Le Vietnam a décidé de reprendre ses exportations de riz à partir du 11 avril, mais à un rythme estimé à 400.000 t pour avril et 800.000 t sur avril-mai, soit 40 % de moins que l’an dernier.
Restent l’Inde et la Thaïlande pour alimenter le marché, ces deux pays représentant près de la moitié des 45 millions de tonnes (Mt) de riz exportées dans le monde.
La Thaïlande en position de force
La Thaïlande semble en position de force, avec une production deux fois supérieure à sa consommation. Ses disponibilités à l’export représentent 8 à 10 Mt de riz chaque année. Le pays est le seul capable de répondre aux appels d’offres des importateurs sans restriction par rapport à son marché local, souligne l’étude de l’Assemblée permanente des chambres d’agriculture.
L’Inde a produit 120 Mt sur l’actuelle campagne, mais seuls 10 % sont disponibles à l’export. Avec le confinement de la population au moins jusqu’au 3 mai, les ports indiens se retrouvent incapables d’assurer une partie des expéditions de riz, indique l’étude.
Le manque de personnel et l’incertitude sur la circulation des bateaux ont contraint les traders à stopper la signature de nouveaux contrats d’exportation entre le 26 mars et le 16 avril. Près de 500.000 t de riz devaient rester à quai entre fin mars et début avril, réduisant de près de moitié les exportations mensuelles de l’Inde.
Le spectre de nouvelles émeutes de la faim
Du côté de l’importatation, cette situation impose de s’adapter.
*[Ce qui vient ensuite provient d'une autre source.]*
//! Cleanup sequences
//!
//! A cleanup is a list of mask operations written as a string. Operations
//! are separated by `+` and whitespace is ignored. Each operation is a
//! case-insensitive letter with an optional neighbor count:
//!
//! - `e[n]` - erode, clear set pixels whose 3x3 count is `<= n` (default 5)
//! - `d[n]` - dilate, set clear pixels whose 3x3 count is `>= n` (default 2)
//! - `i[n]` - remove pixels with `<= n` set 8-neighbors (default 2)
//! - `g` - bridge gaps
//!
//! # Examples
//!
//! ```
//! use inksep_morph::sequence::{MorphOp, MorphSequence};
//!
//! let seq = MorphSequence::parse("e5 + d2 + e5 + g").unwrap();
//! assert_eq!(seq.ops().len(), 4);
//! assert_eq!(seq.ops()[3], MorphOp::BridgeGaps);
//! assert_eq!(seq, MorphSequence::default());
//! ```

use crate::binary::{
    DEFAULT_DILATE_COUNT, DEFAULT_ERODE_COUNT, DEFAULT_ISOLATED_COUNT, dilate_count, erode_count,
    remove_isolated_count,
};
use crate::bridge::{BridgeOptions, bridge_gaps};
use crate::{MorphError, MorphResult};
use inksep_core::Mask;
use std::fmt;
use std::str::FromStr;

/// A parsed cleanup operation
#[derive(Debug, Clone, Copy, PartialEq, Eq)]
pub enum MorphOp {
    /// Neighbor-count erosion
    Erode {
        /// Largest 3x3 count that is cleared
        max_count: u32,
    },
    /// Neighbor-count dilation
    Dilate {
        /// Smallest 3x3 count that is set
        min_count: u32,
    },
    /// Isolated-pixel removal
    RemoveIsolated {
        /// Largest 8-neighbor count that is cleared
        max_neighbors: u32,
    },
    /// Gap bridging
    BridgeGaps,
}

impl MorphOp {
    /// Apply this operation to a mask
    pub fn apply(&self, mask: &Mask, bridge: &BridgeOptions) -> Mask {
        match *self {
            MorphOp::Erode { max_count } => erode_count(mask, max_count),
            MorphOp::Dilate { min_count } => dilate_count(mask, min_count),
            MorphOp::RemoveIsolated { max_neighbors } => remove_isolated_count(mask, max_neighbors),
            MorphOp::BridgeGaps => bridge_gaps(mask, bridge),
        }
    }
}

impl fmt::Display for MorphOp {
    fn fmt(&self, f: &mut fmt::Formatter<'_>) -> fmt::Result {
        match self {
            MorphOp::Erode { max_count } => write!(f, "e{}", max_count),
            MorphOp::Dilate { min_count } => write!(f, "d{}", min_count),
            MorphOp::RemoveIsolated { max_neighbors } => write!(f, "i{}", max_neighbors),
            MorphOp::BridgeGaps => write!(f, "g"),
        }
    }
}

/// A parsed cleanup sequence
#[derive(Debug, Clone, PartialEq, Eq)]
pub struct MorphSequence {
    ops: Vec<MorphOp>,
}

impl Default for MorphSequence {
    /// Erode, dilate, erode, then bridge gaps.
    fn default() -> Self {
        Self {
            ops: vec![
                MorphOp::Erode {
                    max_count: DEFAULT_ERODE_COUNT,
                },
                MorphOp::Dilate {
                    min_count: DEFAULT_DILATE_COUNT,
                },
                MorphOp::Erode {
                    max_count: DEFAULT_ERODE_COUNT,
                },
                MorphOp::BridgeGaps,
            ],
        }
    }
}

impl MorphSequence {
    /// Build a sequence from already parsed operations. May be empty.
    pub fn from_ops(ops: Vec<MorphOp>) -> Self {
        Self { ops }
    }

    /// Parse a sequence string
    ///
    /// # Errors
    ///
    /// Returns [`MorphError::InvalidSequence`] for empty input, empty or
    /// unknown operations and malformed counts, and
    /// [`MorphError::CountOutOfRange`] for counts a 3x3 window cannot reach.
    pub fn parse(sequence: &str) -> MorphResult<Self> {
        if sequence.trim().is_empty() {
            return Err(MorphError::InvalidSequence("empty sequence".to_string()));
        }

        let mut ops = Vec::new();
        for (i, part) in sequence.split('+').enumerate() {
            let op_str: String = part.chars().filter(|c| !c.is_whitespace()).collect();
            if op_str.is_empty() {
                return Err(MorphError::InvalidSequence(format!(
                    "empty operation at position {}",
                    i + 1
                )));
            }
            ops.push(Self::parse_operation(&op_str)?);
        }

        Ok(MorphSequence { ops })
    }

    fn parse_operation(op_str: &str) -> MorphResult<MorphOp> {
        let mut chars = op_str.chars();
        let Some(first) = chars.next() else {
            return Err(MorphError::InvalidSequence("empty operation".to_string()));
        };
        let first = first.to_ascii_lowercase();
        let rest = chars.as_str();

        match first {
            'e' => {
                let max_count = Self::parse_count(first, rest, DEFAULT_ERODE_COUNT, 9)?;
                Ok(MorphOp::Erode { max_count })
            }
            'd' => {
                let min_count = Self::parse_count(first, rest, DEFAULT_DILATE_COUNT, 9)?;
                Ok(MorphOp::Dilate { min_count })
            }
            'i' => {
                let max_neighbors = Self::parse_count(first, rest, DEFAULT_ISOLATED_COUNT, 8)?;
                Ok(MorphOp::RemoveIsolated { max_neighbors })
            }
            'g' if rest.is_empty() => Ok(MorphOp::BridgeGaps),
            'g' => Err(MorphError::InvalidSequence(format!(
                "gap bridging takes no argument: '{}'",
                op_str
            ))),
            _ => Err(MorphError::InvalidSequence(format!(
                "unknown operation '{}' in '{}'",
                first, op_str
            ))),
        }
    }

    fn parse_count(op: char, s: &str, default: u32, max: u32) -> MorphResult<u32> {
        if s.is_empty() {
            return Ok(default);
        }
        let count: u32 = s.parse().map_err(|_| {
            MorphError::InvalidSequence(format!("invalid count '{}' for '{}'", s, op))
        })?;
        if count > max {
            return Err(MorphError::CountOutOfRange { op, count, max });
        }
        Ok(count)
    }

    /// The operations in order
    pub fn ops(&self) -> &[MorphOp] {
        &self.ops
    }

    /// Check whether the sequence has no operations
    pub fn is_empty(&self) -> bool {
        self.ops.is_empty()
    }

    /// Run every operation in order.
    pub fn apply(&self, mask: &Mask, bridge: &BridgeOptions) -> Mask {
        let mut current = mask.clone();
        for op in &self.ops {
            current = op.apply(&current, bridge);
        }
        current
    }
}

impl FromStr for MorphSequence {
    type Err = MorphError;

    fn from_str(s: &str) -> MorphResult<Self> {
        Self::parse(s)
    }
}

impl fmt::Display for MorphSequence {
    fn fmt(&self, f: &mut fmt::Formatter<'_>) -> fmt::Result {
        for (i, op) in self.ops.iter().enumerate() {
            if i > 0 {
                write!(f, " + ")?;
            }
            write!(f, "{}", op)?;
        }
        Ok(())
    }
}

/// Parse `sequence` and run it on `mask`.
pub fn morph_sequence(mask: &Mask, sequence: &str, bridge: &BridgeOptions) -> MorphResult<Mask> {
    Ok(MorphSequence::parse(sequence)?.apply(mask, bridge))
}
Les Philippines, qui figurent dans le top cinq des importateurs de riz, ont fait valoir leurs relations diplomatiques avec le Vietnam pour qu’il garantisse un approvisionnement de quelque 300.000 t de riz sur les prochains mois, malgré l’embargo provisoire. Pour l’Indonésie, dont les approvisionnements vietnamiens représentaient le tiers du riz importé, il a fallu se reporter sur l’Inde. Leur deal inclut une libéralisation des importations de viande de bœuf, d’oignons, d’ail, ainsi qu’une commande de 130.000 t de sucre en 2020.
Au Moyen-Orient, l’impact est varié chez les pays producteurs de pétrole. L’Arabie saoudite dispose de ressources financières suffisantes malgré l’effondrement des cours du baril : ses importations de riz basmati ont augmenté de 12 % (en glissement annuel) sur les neuf derniers mois.
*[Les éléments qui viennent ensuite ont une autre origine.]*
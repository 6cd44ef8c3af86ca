//! Image format detection
//!
//! Detects image formats by examining magic numbers in the file header.

use crate::{IoError, IoResult};
use std::fs::File;
use std::io::Read;
use std::path::Path;

/// Image file format
#[derive(Debug, Clone, Copy, PartialEq, Eq, Hash, Default)]
pub enum ImageFormat {
    /// Unknown format
    #[default]
    Unknown,
    /// PNG format
    Png,
    /// JFIF JPEG format
    Jpeg,
    /// Binary PNM (PGM / PPM)
    Pnm,
}

impl ImageFormat {
    /// Get the file extension for this format.
    pub fn extension(self) -> &'static str {
        match self {
            Self::Unknown => "dat",
            Self::Png => "png",
            Self::Jpeg => "jpg",
            Self::Pnm => "pnm",
        }
    }
}

/// Magic numbers for image format detection
mod magic {
    /// PNG: 89 50 4E 47 0D 0A 1A 0A
    pub const PNG: &[u8] = &[0x89, 0x50, 0x4E, 0x47, 0x0D, 0x0A, 0x1A, 0x0A];

    /// JPEG: FF D8 FF
    pub const JPEG: &[u8] = &[0xFF, 0xD8, 0xFF];

    /// PNM binary formats
    pub const PGM_BINARY: &[u8] = b"P5";
    pub const PPM_BINARY: &[u8] = b"P6";

    /// Formats we recognise only to reject them with a clear message
    pub const BMP: &[u8] = b"BM";
    pub const GIF: &[u8] = b"GIF8";
    pub const TIFF_LE: &[u8] = &[0x49, 0x49, 0x2A, 0x00];
    pub const TIFF_BE: &[u8] = &[0x4D, 0x4D, 0x00, 0x2A];
}

/// Detect image format from a file path
pub fn detect_format<P: AsRef<Path>>(path: P) -> IoResult<ImageFormat> {
    let mut file = File::open(path).map_err(IoError::Io)?;
    let mut header = [0u8; 12];
    let bytes_read = file.read(&mut header).map_err(IoError::Io)?;
    detect_format_from_bytes(&header[..bytes_read])
}

/// Detect image format from bytes
pub fn detect_format_from_bytes(data: &[u8]) -> IoResult<ImageFormat> {
    if data.len() < 2 {
        return Err(IoError::InvalidData(
            "not enough data to detect format".to_string(),
        ));
    }

    if data.len() >= 8 && data.starts_with(magic::PNG) {
        return Ok(ImageFormat::Png);
    }

    if data.len() >= 3 && data.starts_with(magic::JPEG) {
        return Ok(ImageFormat::Jpeg);
    }

    if data.starts_with(magic::PGM_BINARY) || data.starts_with(magic::PPM_BINARY) {
        return Ok(ImageFormat::Pnm);
    }

    let named = if data.starts_with(magic::BMP) {
        Some("BMP")
    } else if data.starts_with(magic::GIF) {
        Some("GIF")
    } else if data.starts_with(magic::TIFF_LE) || data.starts_with(magic::TIFF_BE) {
        Some("TIFF")
    } else {
        None
    };

    match named {
        Some(name) => Err(IoError::UnsupportedFormat(name.to_string())),
        None => Ok(ImageFormat::Unknown),
    }
}

#[cfg(test)]
mod tests {
    use super::*;

    #[test]
    fn test_detect_png() {
        let header = [0x89, 0x50, 0x4E, 0x47, 0x0D, 0x0A, 0x1A, 0x0A, 0, 0];
        assert_eq!(detect_format_from_bytes(&header).unwrap(), ImageFormat::Png);
    }

    #[test]
    fn test_detect_jpeg() {
        let header = [0xFF, 0xD8, 0xFF, 0xE0];
        assert_eq!(
            detect_format_from_bytes(&header).unwrap(),
            ImageFormat::Jpeg
        );
    }

    #[test]
    fn test_detect_pnm() {
        assert_eq!(
            detect_format_from_bytes(b"P6\n2 2\n255\n").unwrap(),
            ImageFormat::Pnm
        );
        assert_eq!(
            detect_format_from_bytes(b"P5 1 1 255 ").unwrap(),
            ImageFormat::Pnm
        );
    }

    #[test]
    fn test_detect_rejects_known_unsupported() {
        assert!(matches!(
            detect_format_from_bytes(b"GIF89a"),
            Err(IoError::UnsupportedFormat(_))
        ));
    }

    #[test]
    fn test_detect_too_short() {
        assert!(detect_format_from_bytes(&[0x89]).is_err());
    }
}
L’Iran, en proie à la chute de ses recettes pétrolières et aux sanctions américaines, a réduit ses importations de riz de 13 % sur la même période.
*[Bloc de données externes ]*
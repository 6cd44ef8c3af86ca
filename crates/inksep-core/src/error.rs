//! Error types for inksep-core
//!
//! Provides a unified error type for all operations in the core crate.

use thiserror::Error;

/// inksep core error type
#[derive(Error, Debug)]
pub enum Error {
    /// Invalid image dimensions
    #[error("invalid image dimensions: {width}x{height}")]
    InvalidDimension { width: u32, height: u32 },

    /// Buffer length does not match the declared dimensions
    #[error("buffer length mismatch: expected {expected} samples, got {actual}")]
    BufferLength { expected: usize, actual: usize },

    /// Pixel coordinate outside the raster
    #[error("pixel ({x}, {y}) out of bounds for {width}x{height} raster")]
    OutOfBounds {
        x: u32,
        y: u32,
        width: u32,
        height: u32,
    },
}

/// Result type alias for core operations
pub type Result<T> = std::result::Result<T, Error>;
//! Mask - Binary raster with a running pixel count
//!
//! A mask holds one separated color. Set pixels belong to the color, clear
//! pixels do not. The number of set pixels is tracked on every write so
//! size filtering never has to rescan the raster.

use crate::error::{Error, Result};
use crate::pta::Pta;

/// Binary raster (set/clear) with a running set-pixel count.
///
/// # Examples
///
/// ```
/// use inksep_core::Mask;
///
/// let mut mask = Mask::new(8, 8).unwrap();
/// mask.set(2, 3);
/// mask.set(2, 3);
/// assert_eq!(mask.count(), 1);
/// assert!(mask.get(2, 3));
/// ```
#[derive(Debug, Clone, PartialEq, Eq)]
pub struct Mask {
    width: u32,
    height: u32,
    bits: Vec<bool>,
    count: usize,
}

impl Mask {
    /// Create an all-clear mask.
    ///
    /// # Errors
    ///
    /// Returns [`Error::InvalidDimension`] if width or height is 0.
    pub fn new(width: u32, height: u32) -> Result<Self> {
        if width == 0 || height == 0 {
            return Err(Error::InvalidDimension { width, height });
        }
        Ok(Self {
            width,
            height,
            bits: vec![false; width as usize * height as usize],
            count: 0,
        })
    }

    /// Get the width in pixels.
    #[inline]
    pub fn width(&self) -> u32 {
        self.width
    }

    /// Get the height in pixels.
    #[inline]
    pub fn height(&self) -> u32 {
        self.height
    }

    /// Get `(width, height)`.
    #[inline]
    pub fn dimensions(&self) -> (u32, u32) {
        (self.width, self.height)
    }

    /// Number of set pixels.
    #[inline]
    pub fn count(&self) -> usize {
        self.count
    }

    /// Check whether no pixel is set.
    #[inline]
    pub fn is_empty(&self) -> bool {
        self.count == 0
    }

    #[inline]
    fn index(&self, x: u32, y: u32) -> usize {
        y as usize * self.width as usize + x as usize
    }

    /// Check whether `(x, y)` is set. Out-of-bounds coordinates read as clear.
    #[inline]
    pub fn get(&self, x: u32, y: u32) -> bool {
        x < self.width && y < self.height && self.bits[self.index(x, y)]
    }

    /// Signed lookup; anything outside the raster reads as clear.
    #[inline]
    pub fn get_signed(&self, x: i64, y: i64) -> bool {
        x >= 0
            && y >= 0
            && x < self.width as i64
            && y < self.height as i64
            && self.bits[self.index(x as u32, y as u32)]
    }

    /// Set `(x, y)`. Out-of-bounds coordinates are ignored.
    #[inline]
    pub fn set(&mut self, x: u32, y: u32) {
        self.put(x, y, true);
    }

    /// Clear `(x, y)`. Out-of-bounds coordinates are ignored.
    #[inline]
    pub fn clear(&mut self, x: u32, y: u32) {
        self.put(x, y, false);
    }

    /// Write a value at `(x, y)`, keeping the count in sync.
    pub fn put(&mut self, x: u32, y: u32, value: bool) {
        if x >= self.width || y >= self.height {
            return;
        }
        let idx = self.index(x, y);
        let old = std::mem::replace(&mut self.bits[idx], value);
        match (old, value) {
            (false, true) => self.count += 1,
            (true, false) => self.count -= 1,
            _ => {}
        }
    }

    /// Count set pixels in the 3x3 neighborhood of `(x, y)`, center included.
    pub fn count_3x3(&self, x: u32, y: u32) -> u32 {
        let mut n = 0;
        for dy in -1i64..=1 {
            for dx in -1i64..=1 {
                if self.get_signed(x as i64 + dx, y as i64 + dy) {
                    n += 1;
                }
            }
        }
        n
    }

    /// Count set pixels among the 8 neighbors of `(x, y)`, center excluded.
    pub fn count_8(&self, x: u32, y: u32) -> u32 {
        self.count_3x3(x, y) - u32::from(self.get(x, y))
    }

    /// Set every in-bounds point of a point array.
    pub fn render_pta(&mut self, pta: &Pta) {
        for (x, y) in pta.iter() {
            if x >= 0 && y >= 0 {
                self.set(x as u32, y as u32);
            }
        }
    }

    /// Iterate the coordinates of set pixels in row-major order.
    pub fn set_pixels(&self) -> impl Iterator<Item = (u32, u32)> + '_ {
        let w = self.width;
        self.bits
            .iter()
            .enumerate()
            .filter(|(_, b)| **b)
            .map(move |(i, _)| ((i as u32) % w, (i as u32) / w))
    }

    /// Convert to 8-bit gray samples with values 0 or 255.
    pub fn to_gray(&self) -> Vec<u8> {
        self.bits.iter().map(|&b| if b { 255 } else { 0 }).collect()
    }
}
En Afrique, des pays comme le Bénin, le Sénégal et la Côte d’Ivoire font partie des gros importateurs mondiaux de riz. Les restrictions commerciales décidées par les pays asiatiques risquent de provoquer de nouvelles émeutes de la faim dans les centres urbains, comme celles de 2007-08, considèrent encore les auteurs de l’étude.